> WHAT TO WORK ON: Return each line of the entries that mentions the word "while".

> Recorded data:
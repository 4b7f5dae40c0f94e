//! Error types for the cvforge export engine.

use std::io;
use thiserror::Error;

/// Result type alias for cvforge operations.
pub type Result<T> = std::result::Result<T, Error>;

/// Error types that can occur while exporting a CV.
///
/// Malformed CV content never produces an error; only backend stages
/// (font loading, PDF serialization, archive writing, JSON encoding) fail.
#[derive(Error, Debug)]
pub enum Error {
    /// I/O error when reading or writing files.
    #[error("I/O error: {0}")]
    Io(#[from] io::Error),

    /// The embedded font payload could not be parsed.
    #[error("Font loading error: {0}")]
    FontLoad(String),

    /// Serializing the PDF object graph failed.
    #[error("PDF output error: {0}")]
    PdfOutput(String),

    /// Writing a part of the DOCX archive failed.
    #[error("Archive error while writing {part}: {message}")]
    Archive {
        /// Archive part (or stage) that was being written
        part: String,
        /// Backend error message
        message: String,
    },

    /// JSON serialization or deserialization failed.
    #[error("JSON error: {0}")]
    Json(#[from] serde_json::Error),

    /// No exporter is registered for the requested format.
    #[error("Unsupported export format: {0}")]
    UnsupportedFormat(String),

    /// The byte sequence is not a recognised export artifact.
    #[error("Unknown file format")]
    UnknownFormat,

    /// Generic error with message.
    #[error("{0}")]
    Other(String),
}

impl Error {
    /// Wrap an archive backend error with the part being written.
    pub(crate) fn archive(part: impl Into<String>, err: impl std::fmt::Display) -> Self {
        Error::Archive {
            part: part.into(),
            message: err.to_string(),
        }
    }
}

impl From<lopdf::Error> for Error {
    fn from(err: lopdf::Error) -> Self {
        match err {
            lopdf::Error::IO(e) => Error::Io(e),
            _ => Error::PdfOutput(err.to_string()),
        }
    }
}

#[cfg(test)]
mod tests {
    use super::*;

    #[test]
    fn test_error_display() {
        let err = Error::UnsupportedFormat("odt".to_string());
        assert_eq!(err.to_string(), "Unsupported export format: odt");

        let err = Error::archive("word/document.xml", "disk full");
        assert_eq!(
            err.to_string(),
            "Archive error while writing word/document.xml: disk full"
        );
    }

    #[test]
    fn test_io_error_conversion() {
        let io_err = io::Error::new(io::ErrorKind::NotFound, "file not found");
        let err: Error = io_err.into();
        assert!(matches!(err, Error::Io(_)));
    }

    #[test]
    fn test_lopdf_io_error_conversion() {
        let err: Error = lopdf::Error::IO(io::Error::new(io::ErrorKind::Other, "boom")).into();
        assert!(matches!(err, Error::Io(_)));

        let err: Error = lopdf::Error::ObjectNotFound.into();
        assert!(matches!(err, Error::PdfOutput(_)));
    }
}
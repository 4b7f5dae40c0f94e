//! Exporter registry providing a plugin architecture for output formats.
//!
//! Each output format is produced by a [`DocumentExporter`]. The
//! [`ExporterRegistry`] maps file extensions to exporters and dispatches
//! exports, optionally rendering several formats in parallel.
//!
//! # Example
//!
//! ```no_run
//! use cvforge::convert::{ExporterRegistry, PdfExporter};
//! use cvforge::model::{Cv, CvData};
//! use cvforge::render::ExportOptions;
//! use std::sync::Arc;
//!
//! fn main() -> cvforge::Result<()> {
//!     let mut registry = ExporterRegistry::new();
//!     registry.register(Arc::new(PdfExporter::new()));
//!
//!     let cv = Cv::new("My CV", CvData::default());
//!     let result = registry.export(&cv, "pdf", &ExportOptions::default())?;
//!     std::fs::write(&result.filename, &result.bytes)?;
//!     Ok(())
//! }
//! ```

mod docx;
mod json;
mod pdf;

pub use docx::DocxExporter;
pub use json::JsonExporter;
pub use pdf::PdfExporter;

use crate::error::{Error, Result};
use crate::model::Cv;
use crate::render::{ExportOptions, ExportStats};
use rayon::prelude::*;
use std::collections::HashMap;
use std::fmt;
use std::path::Path;
use std::str::FromStr;
use std::sync::Arc;

/// Fallback filename stem when a CV title is blank.
pub const DEFAULT_FILE_STEM: &str = "cv";

/// Supported output formats.
#[derive(Debug, Clone, Copy, PartialEq, Eq, Hash)]
pub enum ExportFormat {
    Pdf,
    Docx,
    Json,
}

impl ExportFormat {
    pub const ALL: [ExportFormat; 3] = [ExportFormat::Pdf, ExportFormat::Docx, ExportFormat::Json];

    /// Lowercase file extension without the leading dot.
    pub fn extension(self) -> &'static str {
        match self {
            ExportFormat::Pdf => "pdf",
            ExportFormat::Docx => "docx",
            ExportFormat::Json => "json",
        }
    }

    pub fn mime_type(self) -> &'static str {
        match self {
            ExportFormat::Pdf => "application/pdf",
            ExportFormat::Docx => {
                "application/vnd.openxmlformats-officedocument.wordprocessingml.document"
            }
            ExportFormat::Json => "application/json",
        }
    }

    /// Look up a format by extension, case-insensitively.
    pub fn from_extension(ext: &str) -> Option<Self> {
        let ext = ext.trim_start_matches('.').to_lowercase();
        Self::ALL.into_iter().find(|f| f.extension() == ext)
    }
}

impl fmt::Display for ExportFormat {
    fn fmt(&self, f: &mut fmt::Formatter<'_>) -> fmt::Result {
        f.write_str(match self {
            ExportFormat::Pdf => "PDF",
            ExportFormat::Docx => "DOCX",
            ExportFormat::Json => "JSON",
        })
    }
}

impl FromStr for ExportFormat {
    type Err = Error;

    fn from_str(s: &str) -> Result<Self> {
        Self::from_extension(s).ok_or_else(|| Error::UnsupportedFormat(s.to_string()))
    }
}

/// Result of exporting a CV.
#[derive(Debug, Clone)]
pub struct ExportResult {
    /// Complete output document
    pub bytes: Vec<u8>,

    /// Suggested filename, `<sanitized title>.<ext>`
    pub filename: String,

    /// Format of the output
    pub format: ExportFormat,

    /// MIME type of the output
    pub mime_type: &'static str,

    /// Rendering statistics (if collected)
    pub stats: Option<ExportStats>,
}

impl ExportResult {
    /// Create a new export result for `cv` in `format`.
    pub fn new(cv: &Cv, format: ExportFormat, bytes: Vec<u8>) -> Self {
        Self {
            bytes,
            filename: suggested_filename(&cv.title, format),
            format,
            mime_type: format.mime_type(),
            stats: None,
        }
    }

    /// Set rendering statistics.
    pub fn with_stats(mut self, stats: ExportStats) -> Self {
        self.stats = Some(stats);
        self
    }

    /// Get output length in bytes.
    pub fn len(&self) -> usize {
        self.bytes.len()
    }

    pub fn is_empty(&self) -> bool {
        self.bytes.is_empty()
    }
}

/// Build a download filename from a CV title.
///
/// Path separators, quotes, characters reserved on common filesystems and
/// control characters become `_`. A blank title yields [`DEFAULT_FILE_STEM`].
pub fn suggested_filename(title: &str, format: ExportFormat) -> String {
    let stem: String = title
        .trim()
        .chars()
        .map(|c| match c {
            '/' | '\\' | '"' | ':' | '*' | '?' | '<' | '>' | '|' => '_',
            c if c.is_control() => '_',
            c => c,
        })
        .collect();
    let stem = stem.trim_matches('.');
    let stem = if stem.is_empty() { DEFAULT_FILE_STEM } else { stem };
    format!("{}.{}", stem, format.extension())
}

/// Trait for output exporters.
///
/// Implement this trait to add support for a new output format.
pub trait DocumentExporter: Send + Sync {
    /// The format this exporter produces.
    fn format(&self) -> ExportFormat;

    /// Get the name of this exporter.
    fn name(&self) -> &str;

    /// Render a CV.
    fn export(&self, cv: &Cv, options: &ExportOptions) -> Result<ExportResult>;

    /// Get the file extensions handled by this exporter.
    ///
    /// Extensions are lowercase without the leading dot.
    fn supported_extensions(&self) -> &[&str];

    /// Check if this exporter handles the given extension.
    fn supports_extension(&self, ext: &str) -> bool {
        let ext_lower = ext.to_lowercase();
        self.supported_extensions().iter().any(|e| *e == ext_lower)
    }
}

/// Registry for exporters.
///
/// The registry maps file extensions to exporters and provides
/// convenient methods for exporting CVs.
pub struct ExporterRegistry {
    exporters: HashMap<String, Arc<dyn DocumentExporter>>,
    by_name: HashMap<String, Arc<dyn DocumentExporter>>,
}

impl ExporterRegistry {
    /// Create a new empty registry.
    pub fn new() -> Self {
        Self {
            exporters: HashMap::new(),
            by_name: HashMap::new(),
        }
    }

    /// Create a registry with the PDF, DOCX and JSON exporters.
    pub fn with_defaults() -> Self {
        let mut registry = Self::new();
        registry.register(Arc::new(PdfExporter::new()));
        registry.register(Arc::new(DocxExporter::new()));
        registry.register(Arc::new(JsonExporter::new()));
        registry
    }

    /// Register an exporter for all its supported extensions.
    pub fn register(&mut self, exporter: Arc<dyn DocumentExporter>) {
        for ext in exporter.supported_extensions() {
            self.exporters.insert(ext.to_lowercase(), exporter.clone());
        }
        self.by_name.insert(exporter.name().to_lowercase(), exporter);
    }

    /// Get an exporter by file extension.
    pub fn get_by_extension(&self, ext: &str) -> Option<Arc<dyn DocumentExporter>> {
        self.exporters
            .get(&ext.trim_start_matches('.').to_lowercase())
            .cloned()
    }

    /// Get an exporter by name.
    pub fn get_by_name(&self, name: &str) -> Option<Arc<dyn DocumentExporter>> {
        self.by_name.get(&name.to_lowercase()).cloned()
    }

    /// Check if an extension is supported.
    pub fn supports(&self, ext: &str) -> bool {
        self.get_by_extension(ext).is_some()
    }

    /// Get all supported extensions, sorted.
    pub fn supported_extensions(&self) -> Vec<&str> {
        let mut exts: Vec<&str> = self.exporters.keys().map(|s| s.as_str()).collect();
        exts.sort_unstable();
        exts
    }

    /// Export a CV in the format registered for `ext`.
    pub fn export(&self, cv: &Cv, ext: &str, options: &ExportOptions) -> Result<ExportResult> {
        let exporter = self
            .get_by_extension(ext)
            .ok_or_else(|| Error::UnsupportedFormat(ext.to_string()))?;
        exporter.export(cv, options)
    }

    /// Export a CV to `path`, choosing the format from its extension.
    pub fn export_to_path(&self, cv: &Cv, path: &Path, options: &ExportOptions) -> Result<ExportResult> {
        let ext = path
            .extension()
            .and_then(|e| e.to_str())
            .ok_or_else(|| Error::Other(format!("Output path has no extension: {}", path.display())))?;

        let result = self.export(cv, ext, options)?;
        std::fs::write(path, &result.bytes)?;
        log::debug!("Wrote {} ({} bytes)", path.display(), result.len());
        Ok(result)
    }

    /// Export a CV in several formats in parallel.
    ///
    /// Results keep the order of `exts`. The first failure is returned.
    pub fn export_all(&self, cv: &Cv, exts: &[&str], options: &ExportOptions) -> Result<Vec<ExportResult>> {
        let exporters = exts
            .iter()
            .map(|ext| {
                self.get_by_extension(ext)
                    .ok_or_else(|| Error::UnsupportedFormat(ext.to_string()))
            })
            .collect::<Result<Vec<_>>>()?;

        exporters
            .par_iter()
            .map(|exporter| exporter.export(cv, options))
            .collect()
    }
}

impl Default for ExporterRegistry {
    fn default() -> Self {
        Self::with_defaults()
    }
}

#[cfg(test)]
mod tests {
    use super::*;

    #[test]
    fn test_format_from_extension() {
        assert_eq!(ExportFormat::from_extension("PDF"), Some(ExportFormat::Pdf));
        assert_eq!(ExportFormat::from_extension(".docx"), Some(ExportFormat::Docx));
        assert_eq!(ExportFormat::from_extension("odt"), None);
        assert!(matches!(
            "txt".parse::<ExportFormat>(),
            Err(Error::UnsupportedFormat(_))
        ));
    }

    #[test]
    fn test_suggested_filename() {
        assert_eq!(suggested_filename("My CV", ExportFormat::Pdf), "My CV.pdf");
        assert_eq!(suggested_filename("   ", ExportFormat::Docx), "cv.docx");
        assert_eq!(
            suggested_filename("a/b\\c \"d\"", ExportFormat::Json),
            "a_b_c _d_.json"
        );
        assert_eq!(suggested_filename("x\ny", ExportFormat::Pdf), "x_y.pdf");
        assert_eq!(suggested_filename("..", ExportFormat::Pdf), "cv.pdf");
    }

    #[test]
    fn test_registry_with_defaults() {
        let registry = ExporterRegistry::with_defaults();
        assert!(registry.supports("pdf"));
        assert!(registry.supports("DOCX"));
        assert!(registry.supports(".json"));
        assert!(!registry.supports("odt"));
        assert_eq!(registry.supported_extensions(), vec!["docx", "json", "pdf"]);
    }

    #[test]
    fn test_registry_get_by_name() {
        let registry = ExporterRegistry::with_defaults();
        let exporter = registry.get_by_name("DOCX").unwrap();
        assert_eq!(exporter.format(), ExportFormat::Docx);
    }

    #[test]
    fn test_registry_unknown_extension() {
        let registry = ExporterRegistry::new();
        let result = registry.export(&Cv::default(), "pdf", &ExportOptions::default());
        assert!(matches!(result, Err(Error::UnsupportedFormat(ext)) if ext == "pdf"));
    }
}
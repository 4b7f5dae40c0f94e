//! JSON export document types.

use super::{Cv, CvData};
use chrono::{DateTime, Utc};
use serde::{Deserialize, Serialize};

/// The JSON export format for a CV, optionally carrying its version history.
#[derive(Debug, Clone, PartialEq, Serialize, Deserialize)]
#[serde(rename_all = "camelCase")]
pub struct CvExport {
    pub title: String,
    pub data: CvData,
    pub exported_at: DateTime<Utc>,
    #[serde(
        default,
        deserialize_with = "crate::model::null_as_default",
        skip_serializing_if = "Vec::is_empty"
    )]
    pub versions: Vec<CvVersion>,
}

impl CvExport {
    /// Build an export document for a CV at the given instant.
    pub fn new(cv: &Cv, exported_at: DateTime<Utc>) -> Self {
        Self {
            title: cv.title.clone(),
            data: cv.data.clone(),
            exported_at,
            versions: Vec::new(),
        }
    }

    /// Attach version snapshots supplied by the persistence layer.
    pub fn with_versions(mut self, versions: Vec<CvVersion>) -> Self {
        self.versions = versions;
        self
    }
}

/// A snapshot of a CV at a point in time.
#[derive(Debug, Clone, PartialEq, Serialize, Deserialize)]
#[serde(rename_all = "camelCase")]
pub struct CvVersion {
    #[serde(default)]
    pub id: String,
    #[serde(default)]
    pub cv_id: String,
    #[serde(default)]
    pub data: CvData,
    #[serde(default)]
    pub message: String,
    #[serde(default)]
    pub created_at: DateTime<Utc>,
}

> SOLUTION TO THE EXERCISE:
/// Error types that can occur while exporting a CV.
    #[error("Archive error while writing {part}: {message}")]
            "Archive error while writing word/document.xml: disk full"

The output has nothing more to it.